KIEV (Reuters) - The prime minister urged his cabinet colleagues to be brave enough to do it, saying it was like shutting one’s eyes before parachuting out of a plane.

Yuri Novikov, head of MIRANDA company, which designed the original software for the e-declaration system, speaks during an interview with Reuters in Kiev, Ukraine, August 26, 2016. REUTERS/Valentyn Ogirenko

But as the deadline for its completion nears, an IMF-backed reform forcing Ukrainian politicians and officials to declare their assets online is facing what some lawmakers and anti-corruption activists say are persistent attempts to sabotage it.

“There is an attempt to discredit the system in order to destroy it technically, physically,” said Viktor Chumak, an independent lawmaker and the deputy head of the parliament’s committee on fighting corruption.

The reform comes at a critical time for Ukraine. More than two years after street protests ousted a Kremlin-backed president, political leaders in Kiev must be seen to make good on promises to transform the country and tackle corruption.

The reform has faced hostility from the start, and the original August launch date was delayed because the software wasn’t given security clearance. Several lawmakers introduced bills to try to water the reform down and others want it delayed.

The system finally went live in September but MPs say it is full of problems that make it difficult to complete the form properly. Its designer says those problems were introduced after he handed control of the software to the authorities.

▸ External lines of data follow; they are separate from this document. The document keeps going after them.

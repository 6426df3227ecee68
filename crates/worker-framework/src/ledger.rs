//! # Deployment Ledger
//!
//! Tracks every running worker instance under an opaque [`DeploymentId`]. The ledger owns
//! the gateway task of each deployment, so undeploying is: detach from the bus, signal the
//! gateway to stop, wait for it (which runs [`Worker::on_stop`](crate::Worker::on_stop)).
//!
//! Undeploying an id that is not (or no longer) tracked is a successful no-op, so callers
//! never have to coordinate with deployments the bus already removed.

use crate::bus::{Bus, ConsumerId};
use crate::dispatch::Gateway;
use crate::error::{BuildError, UndeployError};
use crate::worker::Worker;
use serde::{Deserialize, Serialize};
use std::collections::HashMap;
use std::fmt;
use std::sync::{Arc, Mutex, MutexGuard};
use tokio::sync::oneshot;
use tokio::task::JoinHandle;
use tracing::{debug, info, warn};

#[derive(Debug, Clone, PartialEq, Eq, Hash, PartialOrd, Ord, Serialize, Deserialize)]
pub struct DeploymentId(String);

impl DeploymentId {
    pub fn generate() -> Self {
        Self(uuid::Uuid::new_v4().to_string())
    }

    pub fn as_str(&self) -> &str {
        &self.0
    }
}

impl fmt::Display for DeploymentId {
    fn fmt(&self, f: &mut fmt::Formatter<'_>) -> fmt::Result {
        f.write_str(&self.0)
    }
}

impl From<&str> for DeploymentId {
    fn from(value: &str) -> Self {
        Self(value.to_string())
    }
}

#[derive(Debug, Clone, PartialEq, Eq)]
pub struct DeploymentRecord {
    pub deployment_id: DeploymentId,
    pub worker_name: String,
    pub address: String,
}

struct Entry {
    record: DeploymentRecord,
    consumer_id: ConsumerId,
    stop: oneshot::Sender<()>,
    join: JoinHandle<()>,
}

pub struct DeploymentLedger {
    bus: Bus,
    entries: Mutex<HashMap<DeploymentId, Entry>>,
}

impl DeploymentLedger {
    pub fn new(bus: Bus) -> Self {
        Self {
            bus,
            entries: Mutex::new(HashMap::new()),
        }
    }

    fn entries(&self) -> MutexGuard<'_, HashMap<DeploymentId, Entry>> {
        self.entries
            .lock()
            .unwrap_or_else(|poisoned| poisoned.into_inner())
    }

    /// Starts `worker`, attaches it to `address` and records the deployment under `name`.
    pub async fn deploy<W: Worker>(
        &self,
        name: &str,
        address: &str,
        worker: Arc<W>,
    ) -> Result<DeploymentId, BuildError> {
        worker.on_start().await?;

        let deployment_id = DeploymentId::generate();
        let gateway = Gateway::new(worker, address);
        let consumer = self.bus.consumer(address);
        let consumer_id = consumer.id();
        let (stop, stop_rx) = oneshot::channel();
        let join = tokio::spawn(gateway.run(consumer, stop_rx));

        let record = DeploymentRecord {
            deployment_id: deployment_id.clone(),
            worker_name: name.to_string(),
            address: address.to_string(),
        };
        self.entries().insert(
            deployment_id.clone(),
            Entry {
                record,
                consumer_id,
                stop,
                join,
            },
        );

        info!(
            resource = %name,
            deployment_id = %deployment_id,
            address = %address,
            "deployed"
        );
        Ok(deployment_id)
    }

    /// Stops and forgets a deployment. Unknown ids succeed without effect.
    pub async fn undeploy(&self, deployment_id: &DeploymentId) -> Result<(), UndeployError> {
        let removed = self.entries().remove(deployment_id);
        let Some(entry) = removed else {
            debug!(deployment_id = %deployment_id, "undeploy of unknown deployment ignored");
            return Ok(());
        };

        self.bus.unregister(&entry.record.address, entry.consumer_id);
        // the gateway may already be gone if the bus dropped it
        let _ = entry.stop.send(());

        match entry.join.await {
            Ok(()) => {
                info!(
                    resource = %entry.record.worker_name,
                    deployment_id = %deployment_id,
                    "undeployed"
                );
                Ok(())
            }
            Err(e) if e.is_cancelled() => Err(UndeployError::Stopped(deployment_id.to_string())),
            Err(e) => Err(UndeployError::Join {
                deployment_id: deployment_id.to_string(),
                reason: e.to_string(),
            }),
        }
    }

    /// Undeploys every deployment recorded under `name`, logging and swallowing failures.
    pub async fn undeploy_named(&self, name: &str) -> usize {
        let ids = self.ids_for(name);
        let count = ids.len();
        for id in ids {
            if let Err(e) = self.undeploy(&id).await {
                warn!(resource = %name, deployment_id = %id, error = %e, "undeploy failed");
            }
        }
        count
    }

    /// Undeploys everything. Deployments added while this runs are left in place.
    pub async fn undeploy_all(&self) -> usize {
        let ids: Vec<DeploymentId> = self.entries().keys().cloned().collect();
        let count = ids.len();
        for id in ids {
            if let Err(e) = self.undeploy(&id).await {
                warn!(deployment_id = %id, error = %e, label = e.as_label(), "undeploy failed");
            }
        }
        info!(count, "all deployments undeployed");
        count
    }

    pub fn ids_for(&self, name: &str) -> Vec<DeploymentId> {
        self.entries()
            .values()
            .filter(|entry| entry.record.worker_name == name)
            .map(|entry| entry.record.deployment_id.clone())
            .collect()
    }

    pub fn count_for(&self, name: &str) -> usize {
        self.entries()
            .values()
            .filter(|entry| entry.record.worker_name == name)
            .count()
    }

    pub fn get(&self, deployment_id: &DeploymentId) -> Option<DeploymentRecord> {
        self.entries()
            .get(deployment_id)
            .map(|entry| entry.record.clone())
    }

    pub fn records(&self) -> Vec<DeploymentRecord> {
        let mut records: Vec<_> = self
            .entries()
            .values()
            .map(|entry| entry.record.clone())
            .collect();
        records.sort_by(|a, b| a.worker_name.cmp(&b.worker_name));
        records
    }

    pub fn len(&self) -> usize {
        self.entries().len()
    }

    pub fn is_empty(&self) -> bool {
        self.len() == 0
    }
}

The consequences of Ukraine missing the Oct. 30 deadline for some 50,000 people to declare their wealth may be far-reaching, and the prospect of that happening prompted the EU to send an urgent letter to the speaker of parliament.

The International Monetary Fund sees the deadline as a “structural benchmark”, and failing to meet it would weaken the case for the IMF to disburse more aid as part of a $17.5 billion bailout by the end of this year.


Artem Shevalev, Ukraine’s representative to the European Bank for Reconstruction and Development, said it didn’t look feasible for Ukraine to implement difficult reforms such as the asset declaration system by then.

“When I read some of the feedback from some of my colleagues in Kiev it is clear it is very difficult technically, but also the level of disclosure is unprecedented,” Shevalev said.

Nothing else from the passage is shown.